- Work to be completed: Check every line of the data below for the string "Error", and copy the ones that hold it.

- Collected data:
######

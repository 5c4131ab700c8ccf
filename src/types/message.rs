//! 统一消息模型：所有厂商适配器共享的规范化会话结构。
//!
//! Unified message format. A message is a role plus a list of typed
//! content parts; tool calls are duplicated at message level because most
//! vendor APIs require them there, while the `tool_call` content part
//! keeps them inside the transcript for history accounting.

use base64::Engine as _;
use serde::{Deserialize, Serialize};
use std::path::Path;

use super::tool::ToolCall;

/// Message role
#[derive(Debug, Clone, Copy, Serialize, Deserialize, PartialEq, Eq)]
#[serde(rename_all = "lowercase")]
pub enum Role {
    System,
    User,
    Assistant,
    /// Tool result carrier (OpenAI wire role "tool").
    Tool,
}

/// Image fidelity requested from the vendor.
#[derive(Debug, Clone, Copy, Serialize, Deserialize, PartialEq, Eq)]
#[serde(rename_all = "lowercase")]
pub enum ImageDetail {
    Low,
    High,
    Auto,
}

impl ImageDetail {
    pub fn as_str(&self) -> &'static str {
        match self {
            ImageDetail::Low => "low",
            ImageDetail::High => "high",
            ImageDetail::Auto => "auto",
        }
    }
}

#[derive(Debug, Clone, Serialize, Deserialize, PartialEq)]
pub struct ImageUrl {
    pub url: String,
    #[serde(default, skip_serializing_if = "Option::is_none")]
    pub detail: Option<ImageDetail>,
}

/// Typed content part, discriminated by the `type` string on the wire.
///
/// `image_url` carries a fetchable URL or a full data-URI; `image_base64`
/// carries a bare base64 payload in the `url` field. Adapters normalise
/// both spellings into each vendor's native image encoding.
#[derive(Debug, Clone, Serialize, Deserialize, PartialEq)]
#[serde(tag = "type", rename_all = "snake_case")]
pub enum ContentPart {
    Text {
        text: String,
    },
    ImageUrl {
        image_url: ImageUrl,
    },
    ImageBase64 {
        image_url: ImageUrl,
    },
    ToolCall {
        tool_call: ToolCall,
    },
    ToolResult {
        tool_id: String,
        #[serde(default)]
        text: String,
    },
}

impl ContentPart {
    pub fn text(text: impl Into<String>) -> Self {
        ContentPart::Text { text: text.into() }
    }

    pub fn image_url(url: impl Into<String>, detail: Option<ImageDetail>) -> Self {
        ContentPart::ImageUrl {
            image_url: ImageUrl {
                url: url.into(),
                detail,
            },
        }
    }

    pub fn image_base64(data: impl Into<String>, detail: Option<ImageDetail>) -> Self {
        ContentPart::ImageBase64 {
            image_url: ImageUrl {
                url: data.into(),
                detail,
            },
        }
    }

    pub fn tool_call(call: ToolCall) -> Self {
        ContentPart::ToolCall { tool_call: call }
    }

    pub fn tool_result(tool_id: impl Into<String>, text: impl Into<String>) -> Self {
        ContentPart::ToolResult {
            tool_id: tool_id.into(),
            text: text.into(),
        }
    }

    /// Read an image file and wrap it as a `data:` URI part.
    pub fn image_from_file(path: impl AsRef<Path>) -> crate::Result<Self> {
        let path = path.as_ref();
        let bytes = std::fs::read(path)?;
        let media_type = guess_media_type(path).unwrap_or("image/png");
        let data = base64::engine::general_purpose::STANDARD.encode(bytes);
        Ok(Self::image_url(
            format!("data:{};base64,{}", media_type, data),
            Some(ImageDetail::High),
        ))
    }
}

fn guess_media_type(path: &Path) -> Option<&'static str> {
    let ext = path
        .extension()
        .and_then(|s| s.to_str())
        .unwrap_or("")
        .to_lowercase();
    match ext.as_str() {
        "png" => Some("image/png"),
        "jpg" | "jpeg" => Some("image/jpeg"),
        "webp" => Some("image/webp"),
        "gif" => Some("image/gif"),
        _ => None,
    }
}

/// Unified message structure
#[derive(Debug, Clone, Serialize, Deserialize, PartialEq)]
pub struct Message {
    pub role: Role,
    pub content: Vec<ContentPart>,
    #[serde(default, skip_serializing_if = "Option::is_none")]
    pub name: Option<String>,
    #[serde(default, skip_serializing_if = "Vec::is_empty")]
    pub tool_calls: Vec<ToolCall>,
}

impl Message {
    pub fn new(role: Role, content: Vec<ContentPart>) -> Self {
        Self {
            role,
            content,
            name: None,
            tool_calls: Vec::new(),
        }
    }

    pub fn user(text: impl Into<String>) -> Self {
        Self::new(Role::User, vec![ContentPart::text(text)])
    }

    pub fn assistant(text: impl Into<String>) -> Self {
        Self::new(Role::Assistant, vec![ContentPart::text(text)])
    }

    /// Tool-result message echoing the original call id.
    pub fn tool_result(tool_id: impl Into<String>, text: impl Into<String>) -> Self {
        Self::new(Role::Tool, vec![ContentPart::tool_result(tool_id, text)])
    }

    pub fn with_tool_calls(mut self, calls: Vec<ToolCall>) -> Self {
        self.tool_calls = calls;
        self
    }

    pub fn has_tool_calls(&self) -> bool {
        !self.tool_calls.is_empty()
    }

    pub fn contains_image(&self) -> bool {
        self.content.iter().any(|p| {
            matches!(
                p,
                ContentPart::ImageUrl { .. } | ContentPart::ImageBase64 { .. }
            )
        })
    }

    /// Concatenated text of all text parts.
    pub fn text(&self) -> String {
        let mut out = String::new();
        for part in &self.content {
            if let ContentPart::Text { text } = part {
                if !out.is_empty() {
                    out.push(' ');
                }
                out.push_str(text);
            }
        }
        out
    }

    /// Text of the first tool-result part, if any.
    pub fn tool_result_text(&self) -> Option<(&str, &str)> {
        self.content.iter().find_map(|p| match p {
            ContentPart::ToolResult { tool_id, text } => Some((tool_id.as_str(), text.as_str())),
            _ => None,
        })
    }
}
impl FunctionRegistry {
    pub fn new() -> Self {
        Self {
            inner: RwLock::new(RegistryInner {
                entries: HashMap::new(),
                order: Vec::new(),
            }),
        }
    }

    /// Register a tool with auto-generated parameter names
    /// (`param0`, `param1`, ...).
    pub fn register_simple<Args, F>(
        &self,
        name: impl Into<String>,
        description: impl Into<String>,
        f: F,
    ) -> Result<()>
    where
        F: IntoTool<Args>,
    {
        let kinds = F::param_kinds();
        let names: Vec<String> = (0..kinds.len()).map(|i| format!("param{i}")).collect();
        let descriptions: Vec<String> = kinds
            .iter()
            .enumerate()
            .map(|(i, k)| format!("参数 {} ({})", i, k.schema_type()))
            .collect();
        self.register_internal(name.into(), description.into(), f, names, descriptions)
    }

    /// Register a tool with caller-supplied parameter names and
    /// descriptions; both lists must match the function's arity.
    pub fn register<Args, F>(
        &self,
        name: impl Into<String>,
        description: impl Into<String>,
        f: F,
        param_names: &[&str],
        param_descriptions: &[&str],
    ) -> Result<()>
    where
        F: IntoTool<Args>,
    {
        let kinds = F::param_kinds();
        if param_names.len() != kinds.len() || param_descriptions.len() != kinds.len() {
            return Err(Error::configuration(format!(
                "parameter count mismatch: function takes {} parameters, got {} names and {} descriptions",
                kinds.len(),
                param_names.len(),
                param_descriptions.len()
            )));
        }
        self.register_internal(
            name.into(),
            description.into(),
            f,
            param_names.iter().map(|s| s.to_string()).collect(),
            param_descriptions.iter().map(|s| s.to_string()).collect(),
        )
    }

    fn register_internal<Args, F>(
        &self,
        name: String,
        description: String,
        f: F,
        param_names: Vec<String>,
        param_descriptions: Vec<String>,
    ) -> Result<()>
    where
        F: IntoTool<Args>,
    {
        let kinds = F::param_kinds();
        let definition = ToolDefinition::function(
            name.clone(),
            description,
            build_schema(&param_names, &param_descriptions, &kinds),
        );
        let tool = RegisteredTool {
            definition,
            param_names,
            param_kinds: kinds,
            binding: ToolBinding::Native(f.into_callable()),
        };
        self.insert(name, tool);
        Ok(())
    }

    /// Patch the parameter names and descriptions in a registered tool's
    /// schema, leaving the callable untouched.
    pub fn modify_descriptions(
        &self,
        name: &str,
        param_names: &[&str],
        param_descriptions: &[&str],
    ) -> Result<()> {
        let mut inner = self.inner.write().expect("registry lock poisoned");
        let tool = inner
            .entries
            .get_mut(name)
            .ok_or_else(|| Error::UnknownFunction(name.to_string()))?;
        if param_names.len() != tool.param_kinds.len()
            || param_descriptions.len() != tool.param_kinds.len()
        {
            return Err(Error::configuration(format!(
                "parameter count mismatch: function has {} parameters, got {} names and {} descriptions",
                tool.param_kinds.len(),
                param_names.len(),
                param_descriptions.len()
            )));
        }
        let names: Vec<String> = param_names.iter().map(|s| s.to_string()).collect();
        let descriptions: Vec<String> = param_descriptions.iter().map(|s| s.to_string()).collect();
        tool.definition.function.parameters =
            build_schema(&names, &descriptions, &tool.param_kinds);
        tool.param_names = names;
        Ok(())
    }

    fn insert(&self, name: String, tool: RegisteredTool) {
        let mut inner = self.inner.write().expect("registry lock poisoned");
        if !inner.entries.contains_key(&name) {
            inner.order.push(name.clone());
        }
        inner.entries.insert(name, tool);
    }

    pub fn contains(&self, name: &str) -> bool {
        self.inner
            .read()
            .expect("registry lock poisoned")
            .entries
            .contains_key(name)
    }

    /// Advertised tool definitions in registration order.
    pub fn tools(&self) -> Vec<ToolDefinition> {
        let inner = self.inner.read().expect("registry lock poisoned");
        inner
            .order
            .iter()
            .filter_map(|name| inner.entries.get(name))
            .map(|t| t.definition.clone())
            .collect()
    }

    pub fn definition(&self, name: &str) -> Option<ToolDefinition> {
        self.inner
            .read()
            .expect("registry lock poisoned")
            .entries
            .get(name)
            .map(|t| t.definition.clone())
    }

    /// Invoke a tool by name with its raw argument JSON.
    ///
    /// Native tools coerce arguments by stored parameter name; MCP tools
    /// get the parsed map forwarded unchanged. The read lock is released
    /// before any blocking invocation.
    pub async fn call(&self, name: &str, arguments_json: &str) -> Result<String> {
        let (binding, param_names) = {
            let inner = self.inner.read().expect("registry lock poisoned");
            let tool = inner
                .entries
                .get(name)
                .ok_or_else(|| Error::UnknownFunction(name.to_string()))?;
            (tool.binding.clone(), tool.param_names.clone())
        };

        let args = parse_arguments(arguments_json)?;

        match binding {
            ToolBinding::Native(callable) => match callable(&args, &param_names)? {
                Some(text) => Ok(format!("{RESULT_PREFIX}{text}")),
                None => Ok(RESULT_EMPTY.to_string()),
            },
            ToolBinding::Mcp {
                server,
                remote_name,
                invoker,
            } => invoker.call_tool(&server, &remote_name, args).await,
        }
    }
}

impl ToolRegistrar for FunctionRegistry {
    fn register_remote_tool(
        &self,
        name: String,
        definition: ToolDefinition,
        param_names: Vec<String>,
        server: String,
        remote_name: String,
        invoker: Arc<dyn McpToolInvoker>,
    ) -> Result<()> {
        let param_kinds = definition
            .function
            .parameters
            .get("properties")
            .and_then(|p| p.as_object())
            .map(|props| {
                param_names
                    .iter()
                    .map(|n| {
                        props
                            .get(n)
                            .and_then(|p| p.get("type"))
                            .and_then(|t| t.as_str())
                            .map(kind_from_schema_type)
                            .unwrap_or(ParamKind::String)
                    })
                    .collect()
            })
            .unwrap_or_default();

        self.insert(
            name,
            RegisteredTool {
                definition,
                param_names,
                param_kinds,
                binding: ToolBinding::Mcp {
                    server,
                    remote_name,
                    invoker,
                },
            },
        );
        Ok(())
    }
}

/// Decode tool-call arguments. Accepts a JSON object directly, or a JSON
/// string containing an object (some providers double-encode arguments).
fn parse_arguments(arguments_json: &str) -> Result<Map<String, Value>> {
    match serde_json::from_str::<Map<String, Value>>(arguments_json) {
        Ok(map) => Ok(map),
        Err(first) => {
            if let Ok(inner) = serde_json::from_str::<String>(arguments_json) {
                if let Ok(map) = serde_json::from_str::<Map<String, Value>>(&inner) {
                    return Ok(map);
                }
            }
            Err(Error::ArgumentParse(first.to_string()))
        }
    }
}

######

- Answer to the problem:
            return Err(Error::configuration(format!(
            .ok_or_else(|| Error::UnknownFunction(name.to_string()))?;
            return Err(Error::configuration(format!(
                .ok_or_else(|| Error::UnknownFunction(name.to_string()))?;
            Err(Error::ArgumentParse(first.to_string()))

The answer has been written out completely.